- _Source material_
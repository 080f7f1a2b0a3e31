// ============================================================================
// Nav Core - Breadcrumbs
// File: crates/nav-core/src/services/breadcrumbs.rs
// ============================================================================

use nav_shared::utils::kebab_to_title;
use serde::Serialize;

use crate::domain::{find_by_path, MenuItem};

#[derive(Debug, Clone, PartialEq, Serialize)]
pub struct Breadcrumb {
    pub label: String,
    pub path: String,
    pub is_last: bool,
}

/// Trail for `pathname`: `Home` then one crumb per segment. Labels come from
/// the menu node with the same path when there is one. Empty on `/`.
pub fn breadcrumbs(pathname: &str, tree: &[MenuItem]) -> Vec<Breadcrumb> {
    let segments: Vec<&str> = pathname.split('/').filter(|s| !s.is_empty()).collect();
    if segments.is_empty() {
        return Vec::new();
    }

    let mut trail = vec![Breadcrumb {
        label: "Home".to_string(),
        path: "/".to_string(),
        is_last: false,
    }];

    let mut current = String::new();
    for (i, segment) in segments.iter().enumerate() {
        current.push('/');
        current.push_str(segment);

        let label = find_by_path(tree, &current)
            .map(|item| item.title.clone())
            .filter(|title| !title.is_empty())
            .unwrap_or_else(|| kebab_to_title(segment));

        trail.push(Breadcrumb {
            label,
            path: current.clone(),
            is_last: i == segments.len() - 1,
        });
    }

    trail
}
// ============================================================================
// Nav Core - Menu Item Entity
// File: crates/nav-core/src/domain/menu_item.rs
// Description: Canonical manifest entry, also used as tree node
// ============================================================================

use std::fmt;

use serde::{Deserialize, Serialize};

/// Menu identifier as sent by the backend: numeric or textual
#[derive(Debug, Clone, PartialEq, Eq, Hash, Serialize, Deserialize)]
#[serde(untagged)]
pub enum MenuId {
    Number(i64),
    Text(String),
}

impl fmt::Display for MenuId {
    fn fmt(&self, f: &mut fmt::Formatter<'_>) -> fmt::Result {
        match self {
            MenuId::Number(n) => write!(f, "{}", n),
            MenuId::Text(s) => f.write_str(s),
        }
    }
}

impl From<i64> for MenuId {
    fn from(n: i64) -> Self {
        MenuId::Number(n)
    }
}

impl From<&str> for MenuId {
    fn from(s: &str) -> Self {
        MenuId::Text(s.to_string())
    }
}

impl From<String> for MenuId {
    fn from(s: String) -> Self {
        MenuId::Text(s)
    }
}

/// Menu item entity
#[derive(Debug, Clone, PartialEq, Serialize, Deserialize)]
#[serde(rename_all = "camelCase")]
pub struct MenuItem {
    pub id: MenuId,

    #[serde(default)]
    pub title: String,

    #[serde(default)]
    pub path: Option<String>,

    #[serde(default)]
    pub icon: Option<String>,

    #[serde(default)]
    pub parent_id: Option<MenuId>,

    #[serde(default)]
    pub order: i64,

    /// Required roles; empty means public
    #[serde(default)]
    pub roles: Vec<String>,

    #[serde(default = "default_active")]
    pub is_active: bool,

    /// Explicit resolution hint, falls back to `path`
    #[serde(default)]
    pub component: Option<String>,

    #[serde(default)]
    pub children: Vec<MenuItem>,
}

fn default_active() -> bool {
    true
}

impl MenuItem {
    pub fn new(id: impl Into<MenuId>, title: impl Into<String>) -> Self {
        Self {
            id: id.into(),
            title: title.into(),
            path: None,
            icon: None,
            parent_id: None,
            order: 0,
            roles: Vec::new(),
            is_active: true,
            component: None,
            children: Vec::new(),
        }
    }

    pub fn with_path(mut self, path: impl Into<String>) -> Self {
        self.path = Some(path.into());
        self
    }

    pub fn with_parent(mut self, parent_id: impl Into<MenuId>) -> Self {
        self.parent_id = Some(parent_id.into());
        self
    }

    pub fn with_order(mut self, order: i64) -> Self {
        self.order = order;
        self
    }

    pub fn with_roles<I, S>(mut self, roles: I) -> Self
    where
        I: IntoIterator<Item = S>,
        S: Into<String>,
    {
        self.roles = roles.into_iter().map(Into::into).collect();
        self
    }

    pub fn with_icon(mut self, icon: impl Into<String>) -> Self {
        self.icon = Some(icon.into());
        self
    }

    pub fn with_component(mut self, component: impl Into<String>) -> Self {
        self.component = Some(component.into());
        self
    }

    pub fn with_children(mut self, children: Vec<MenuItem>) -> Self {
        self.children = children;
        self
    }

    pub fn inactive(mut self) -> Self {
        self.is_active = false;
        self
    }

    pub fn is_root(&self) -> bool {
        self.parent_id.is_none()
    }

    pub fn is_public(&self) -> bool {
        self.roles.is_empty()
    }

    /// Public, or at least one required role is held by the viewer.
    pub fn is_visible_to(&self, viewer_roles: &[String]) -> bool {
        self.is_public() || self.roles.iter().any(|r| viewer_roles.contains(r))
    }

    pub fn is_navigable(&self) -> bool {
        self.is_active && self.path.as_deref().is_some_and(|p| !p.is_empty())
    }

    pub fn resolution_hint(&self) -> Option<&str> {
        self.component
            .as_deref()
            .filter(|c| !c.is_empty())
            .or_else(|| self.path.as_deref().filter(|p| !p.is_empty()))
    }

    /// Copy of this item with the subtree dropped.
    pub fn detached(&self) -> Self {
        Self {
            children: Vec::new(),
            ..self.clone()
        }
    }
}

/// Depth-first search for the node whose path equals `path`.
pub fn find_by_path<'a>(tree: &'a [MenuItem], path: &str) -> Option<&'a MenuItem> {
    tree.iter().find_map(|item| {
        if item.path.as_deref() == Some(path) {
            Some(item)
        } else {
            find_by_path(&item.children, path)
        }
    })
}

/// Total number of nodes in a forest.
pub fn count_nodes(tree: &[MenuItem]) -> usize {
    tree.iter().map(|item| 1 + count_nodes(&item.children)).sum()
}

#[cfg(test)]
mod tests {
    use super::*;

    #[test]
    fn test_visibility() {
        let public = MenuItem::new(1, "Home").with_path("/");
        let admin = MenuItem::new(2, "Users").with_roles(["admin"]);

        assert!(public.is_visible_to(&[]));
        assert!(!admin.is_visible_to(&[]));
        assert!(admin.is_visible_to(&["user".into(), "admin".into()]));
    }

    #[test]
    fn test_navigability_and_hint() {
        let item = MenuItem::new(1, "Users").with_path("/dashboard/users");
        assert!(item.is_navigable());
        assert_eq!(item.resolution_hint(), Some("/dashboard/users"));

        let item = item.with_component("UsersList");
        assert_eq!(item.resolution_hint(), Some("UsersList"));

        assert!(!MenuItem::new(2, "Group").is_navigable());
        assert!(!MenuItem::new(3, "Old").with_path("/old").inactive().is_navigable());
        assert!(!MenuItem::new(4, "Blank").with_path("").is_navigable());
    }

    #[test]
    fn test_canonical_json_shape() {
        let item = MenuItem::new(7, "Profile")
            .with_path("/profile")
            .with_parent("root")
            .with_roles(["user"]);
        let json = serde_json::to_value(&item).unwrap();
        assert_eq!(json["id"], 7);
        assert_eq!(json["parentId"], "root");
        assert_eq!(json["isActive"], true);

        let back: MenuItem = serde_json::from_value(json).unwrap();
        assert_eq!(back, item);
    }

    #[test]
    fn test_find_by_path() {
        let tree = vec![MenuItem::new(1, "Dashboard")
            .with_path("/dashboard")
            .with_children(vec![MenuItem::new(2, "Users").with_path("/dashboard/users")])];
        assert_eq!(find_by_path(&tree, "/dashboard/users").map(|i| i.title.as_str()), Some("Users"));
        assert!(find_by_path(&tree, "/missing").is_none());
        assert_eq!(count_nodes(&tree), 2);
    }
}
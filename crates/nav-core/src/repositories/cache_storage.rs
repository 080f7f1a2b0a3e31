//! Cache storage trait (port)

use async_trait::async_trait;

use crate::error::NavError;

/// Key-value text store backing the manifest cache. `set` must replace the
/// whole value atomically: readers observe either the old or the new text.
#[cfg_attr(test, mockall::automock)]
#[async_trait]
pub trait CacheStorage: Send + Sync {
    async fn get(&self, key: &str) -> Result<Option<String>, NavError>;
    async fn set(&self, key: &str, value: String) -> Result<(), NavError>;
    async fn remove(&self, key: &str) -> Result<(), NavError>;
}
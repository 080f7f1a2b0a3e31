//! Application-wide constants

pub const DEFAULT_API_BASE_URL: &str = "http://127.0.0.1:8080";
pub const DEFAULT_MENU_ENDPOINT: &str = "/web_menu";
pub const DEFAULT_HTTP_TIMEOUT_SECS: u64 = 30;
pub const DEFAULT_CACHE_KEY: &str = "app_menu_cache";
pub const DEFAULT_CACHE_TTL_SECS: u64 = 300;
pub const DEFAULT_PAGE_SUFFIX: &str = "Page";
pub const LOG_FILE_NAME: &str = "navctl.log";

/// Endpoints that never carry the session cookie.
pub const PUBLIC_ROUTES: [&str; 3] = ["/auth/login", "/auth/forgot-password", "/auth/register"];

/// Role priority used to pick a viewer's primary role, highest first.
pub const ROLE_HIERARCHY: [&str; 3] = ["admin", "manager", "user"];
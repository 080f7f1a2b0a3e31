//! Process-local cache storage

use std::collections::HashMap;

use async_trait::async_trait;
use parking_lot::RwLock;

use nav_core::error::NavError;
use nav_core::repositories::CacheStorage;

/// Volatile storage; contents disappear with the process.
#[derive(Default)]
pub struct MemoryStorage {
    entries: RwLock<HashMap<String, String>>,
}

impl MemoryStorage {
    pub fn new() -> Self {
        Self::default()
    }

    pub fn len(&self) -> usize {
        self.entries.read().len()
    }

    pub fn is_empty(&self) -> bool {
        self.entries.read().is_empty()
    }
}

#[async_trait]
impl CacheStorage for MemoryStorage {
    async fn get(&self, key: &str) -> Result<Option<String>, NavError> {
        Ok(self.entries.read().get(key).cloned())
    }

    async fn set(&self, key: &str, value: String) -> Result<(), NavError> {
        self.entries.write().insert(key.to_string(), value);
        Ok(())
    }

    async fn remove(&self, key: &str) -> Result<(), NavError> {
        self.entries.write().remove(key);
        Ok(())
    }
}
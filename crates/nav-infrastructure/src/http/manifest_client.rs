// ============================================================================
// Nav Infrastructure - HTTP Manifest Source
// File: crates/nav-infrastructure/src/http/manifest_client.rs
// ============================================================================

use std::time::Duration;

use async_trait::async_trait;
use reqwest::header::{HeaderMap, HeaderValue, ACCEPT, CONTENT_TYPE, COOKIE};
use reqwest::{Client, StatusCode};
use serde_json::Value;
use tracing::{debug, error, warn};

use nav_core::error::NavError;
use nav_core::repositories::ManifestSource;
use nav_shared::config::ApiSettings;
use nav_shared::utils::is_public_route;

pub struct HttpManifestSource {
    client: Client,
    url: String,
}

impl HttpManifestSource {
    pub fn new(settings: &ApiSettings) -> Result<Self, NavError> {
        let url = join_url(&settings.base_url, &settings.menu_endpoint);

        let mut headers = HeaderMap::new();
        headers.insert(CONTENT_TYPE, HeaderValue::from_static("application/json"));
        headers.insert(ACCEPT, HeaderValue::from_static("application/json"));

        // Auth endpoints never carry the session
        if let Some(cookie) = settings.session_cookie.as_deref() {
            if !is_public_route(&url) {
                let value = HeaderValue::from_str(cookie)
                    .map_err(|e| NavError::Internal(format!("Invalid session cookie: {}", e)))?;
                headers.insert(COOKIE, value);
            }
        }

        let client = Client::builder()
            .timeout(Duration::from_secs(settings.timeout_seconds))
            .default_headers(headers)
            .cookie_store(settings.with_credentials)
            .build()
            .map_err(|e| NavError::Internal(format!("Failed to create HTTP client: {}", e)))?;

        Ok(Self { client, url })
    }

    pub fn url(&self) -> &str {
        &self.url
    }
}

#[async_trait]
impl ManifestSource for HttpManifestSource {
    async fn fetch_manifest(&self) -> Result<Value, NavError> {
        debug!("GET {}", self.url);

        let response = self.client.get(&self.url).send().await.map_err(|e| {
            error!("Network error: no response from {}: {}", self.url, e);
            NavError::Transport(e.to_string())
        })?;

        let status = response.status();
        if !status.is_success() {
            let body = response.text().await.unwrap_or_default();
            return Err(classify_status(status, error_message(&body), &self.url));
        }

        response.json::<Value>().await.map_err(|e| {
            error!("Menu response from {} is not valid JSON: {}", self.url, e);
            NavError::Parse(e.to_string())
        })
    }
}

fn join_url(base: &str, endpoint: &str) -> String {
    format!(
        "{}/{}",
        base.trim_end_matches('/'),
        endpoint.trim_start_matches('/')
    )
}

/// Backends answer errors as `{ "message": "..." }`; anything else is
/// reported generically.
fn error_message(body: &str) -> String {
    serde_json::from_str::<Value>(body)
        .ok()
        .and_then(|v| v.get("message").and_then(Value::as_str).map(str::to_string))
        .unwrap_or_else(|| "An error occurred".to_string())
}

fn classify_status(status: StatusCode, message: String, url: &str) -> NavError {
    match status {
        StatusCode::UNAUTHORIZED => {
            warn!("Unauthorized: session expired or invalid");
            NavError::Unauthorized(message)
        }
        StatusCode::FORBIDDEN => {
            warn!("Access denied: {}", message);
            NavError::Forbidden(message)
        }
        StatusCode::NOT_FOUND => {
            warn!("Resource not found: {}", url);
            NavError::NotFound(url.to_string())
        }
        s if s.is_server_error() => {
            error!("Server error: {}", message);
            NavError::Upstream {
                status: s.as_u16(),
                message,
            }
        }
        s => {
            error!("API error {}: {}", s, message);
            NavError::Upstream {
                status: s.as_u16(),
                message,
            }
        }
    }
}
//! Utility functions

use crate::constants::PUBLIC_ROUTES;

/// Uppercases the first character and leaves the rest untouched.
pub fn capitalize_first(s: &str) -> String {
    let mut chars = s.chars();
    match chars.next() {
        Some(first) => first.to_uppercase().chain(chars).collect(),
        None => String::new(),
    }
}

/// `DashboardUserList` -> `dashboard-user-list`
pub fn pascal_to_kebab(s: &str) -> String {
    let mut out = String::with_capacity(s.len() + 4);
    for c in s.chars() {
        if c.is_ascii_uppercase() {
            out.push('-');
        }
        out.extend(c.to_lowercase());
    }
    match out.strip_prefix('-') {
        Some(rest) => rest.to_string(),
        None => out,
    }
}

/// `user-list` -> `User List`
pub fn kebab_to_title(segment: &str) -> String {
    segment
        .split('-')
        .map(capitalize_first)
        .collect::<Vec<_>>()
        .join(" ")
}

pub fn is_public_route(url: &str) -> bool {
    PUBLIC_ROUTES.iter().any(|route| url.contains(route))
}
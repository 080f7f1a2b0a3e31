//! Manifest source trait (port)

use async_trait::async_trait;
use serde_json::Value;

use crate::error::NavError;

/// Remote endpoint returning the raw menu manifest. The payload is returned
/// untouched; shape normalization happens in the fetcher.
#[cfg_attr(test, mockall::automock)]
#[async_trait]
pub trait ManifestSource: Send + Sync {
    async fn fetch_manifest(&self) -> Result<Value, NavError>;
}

- _Activity_
Go through the records above and copy every line holding the word "response".

- _Task output_
        let response = self.client.get(&self.url).send().await.map_err(|e| {
            error!("Network error: no response from {}: {}", self.url, e);
        let status = response.status();
            let body = response.text().await.unwrap_or_default();
        response.json::<Value>().await.map_err(|e| {
            error!("Menu response from {} is not valid JSON: {}", self.url, e);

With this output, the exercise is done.